» **Recorded data**:

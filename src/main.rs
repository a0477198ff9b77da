use actix_cors::Cors;
use actix_web::middleware::{Compress, DefaultHeaders};
use actix_web::{App, HttpServer, web};
use dotenv::dotenv;
use human_panic::setup_panic;
use tracing::{debug, warn};

// 从 lib.rs 导入模块
use school_admin_next::config::{AppConfig, CorsConfig};
use school_admin_next::models::AppStartTime;
use school_admin_next::routes;
use school_admin_next::runtime::lifetime;
use school_admin_next::utils::{json_error_handler, query_error_handler};

/// 按配置构建 CORS；来源列表含 `*` 时放开全部来源
fn build_cors(config: &CorsConfig) -> Cors {
    let mut cors = Cors::default().max_age(config.max_age);

    if config.allowed_origins.iter().any(|o| o == "*") {
        cors = cors.allow_any_origin();
    } else {
        for origin in &config.allowed_origins {
            cors = cors.allowed_origin(origin);
        }
    }

    if config.allowed_methods.is_empty() || config.allowed_methods.iter().any(|m| m == "*") {
        cors = cors.allow_any_method();
    } else {
        let methods = config
            .allowed_methods
            .iter()
            .filter_map(|m| m.parse::<actix_web::http::Method>().ok());
        cors = cors.allowed_methods(methods);
    }

    if config.allowed_headers.is_empty() || config.allowed_headers.iter().any(|h| h == "*") {
        cors.allow_any_header()
    } else {
        cors.allowed_headers(config.allowed_headers.iter().map(String::as_str))
    }
}

#[actix_web::main]
async fn main() -> std::io::Result<()> {
    dotenv().ok();

    // 记录程序启动时间
    let app_start_time = AppStartTime {
        start_datetime: chrono::Utc::now(),
    };

    // 启动前预处理 //

    setup_panic!();
    if let Err(e) = AppConfig::init() {
        eprintln!("配置加载失败: {e}");
        return Err(std::io::Error::other(e.to_string()));
    }
    let config = AppConfig::get();

    // 初始化日志
    let stdout_log = std::io::stdout();
    let (non_blocking_writer, _guard) = tracing_appender::non_blocking(stdout_log);
    let filter = tracing_subscriber::EnvFilter::new(&config.app.log_level);
    let tracing_format = tracing_subscriber::fmt::format()
        .with_level(true)
        .with_ansi(true);

    let tracing_builder = tracing_subscriber::fmt()
        .with_env_filter(filter)
        .with_writer(non_blocking_writer)
        .event_format(tracing_format);

    if config.is_development() {
        tracing_builder
            .with_file(true)
            .with_line_number(true)
            .init();
    } else {
        tracing_builder.json().init();
    }

    warn!(
        "Starting pre-startup processing...
        Project: {}
        System: {}
        Version: {}",
        env!("CARGO_PKG_NAME"),
        config.app.system_name,
        env!("CARGO_PKG_VERSION"),
    );

    let startup = lifetime::startup::prepare_server_startup()
        .await
        .map_err(|e| std::io::Error::other(e.format_simple()))?;

    let storage = startup.storage.clone();
    let cache = startup.cache.clone();

    debug!(
        "Pre-startup processing completed in {} ms",
        chrono::Utc::now()
            .signed_duration_since(app_start_time.start_datetime)
            .num_milliseconds()
    );

    // 预处理完成 //

    warn!("Using {} worker(s) for the server", config.server.workers);

    let server = HttpServer::new(move || {
        App::new()
            .wrap(build_cors(&config.cors))
            .wrap(Compress::default())
            .wrap(
                DefaultHeaders::new()
                    .add(("Connection", "keep-alive"))
                    .add((
                        "Keep-Alive",
                        format!("timeout={}, max=1000", config.server.timeouts.keep_alive),
                    ))
                    .add(("Cache-Control", "no-cache, no-store, must-revalidate")),
            )
            .app_data(web::QueryConfig::default().error_handler(query_error_handler))
            .app_data(web::JsonConfig::default().error_handler(json_error_handler))
            .app_data(web::Data::new(storage.clone()))
            .app_data(web::Data::new(cache.clone()))
            .app_data(web::PayloadConfig::new(
                config.server.limits.max_payload_size,
            ))
            .configure(routes::configure_api_routes)
    })
    .keep_alive(std::time::Duration::from_secs(
        config.server.timeouts.keep_alive,
    ))
    .client_request_timeout(std::time::Duration::from_millis(
        config.server.timeouts.client_request,
    ))
    .client_disconnect_timeout(std::time::Duration::from_millis(
        config.server.timeouts.client_disconnect,
    ))
    .workers(config.server.workers);

    let server = {
        #[cfg(unix)]
        {
            if let Some(socket_path) = config.unix_socket_path() {
                warn!("Starting server on Unix socket: {}", socket_path);
                if std::path::Path::new(socket_path).exists() {
                    std::fs::remove_file(socket_path)?;
                }
                server.bind_uds(socket_path)?
            } else {
                let bind_address = config.server_bind_address();
                warn!("Starting server at http://{}", bind_address);
                server.bind(bind_address)?
            }
        }

        #[cfg(not(unix))]
        {
            let bind_address = config.server_bind_address();
            warn!("Starting server at http://{}", bind_address);
            server.bind(bind_address)?
        }
    }
    .run();

    tokio::select! {
        res = server => {
            res?;
        }
        _ = lifetime::shutdown::listen_for_shutdown() => {
            warn!("Graceful shutdown: all tasks completed");
        }
    }

    Ok(())
}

» **Action item**: Return exactly the lines that run from the top of the listing above to the line containing "fn build_cors(config: &CorsConfig)", please, keeping both end lines and leaving out everything else.

» **Reply to the task**:
filename src/main.rs
repository a0477198ff9b77da
use actix_cors::Cors;
use actix_web::middleware::{Compress, DefaultHeaders};
use actix_web::{App, HttpServer, web};
use dotenv::dotenv;
use human_panic::setup_panic;
use tracing::{debug, warn};

// 从 lib.rs 导入模块
use school_admin_next::config::{AppConfig, CorsConfig};
use school_admin_next::models::AppStartTime;
use school_admin_next::routes;
use school_admin_next::runtime::lifetime;
use school_admin_next::utils::{json_error_handler, query_error_handler};

/// 按配置构建 CORS；来源列表含 `*` 时放开全部来源
fn build_cors(config: &CorsConfig) -> Cors {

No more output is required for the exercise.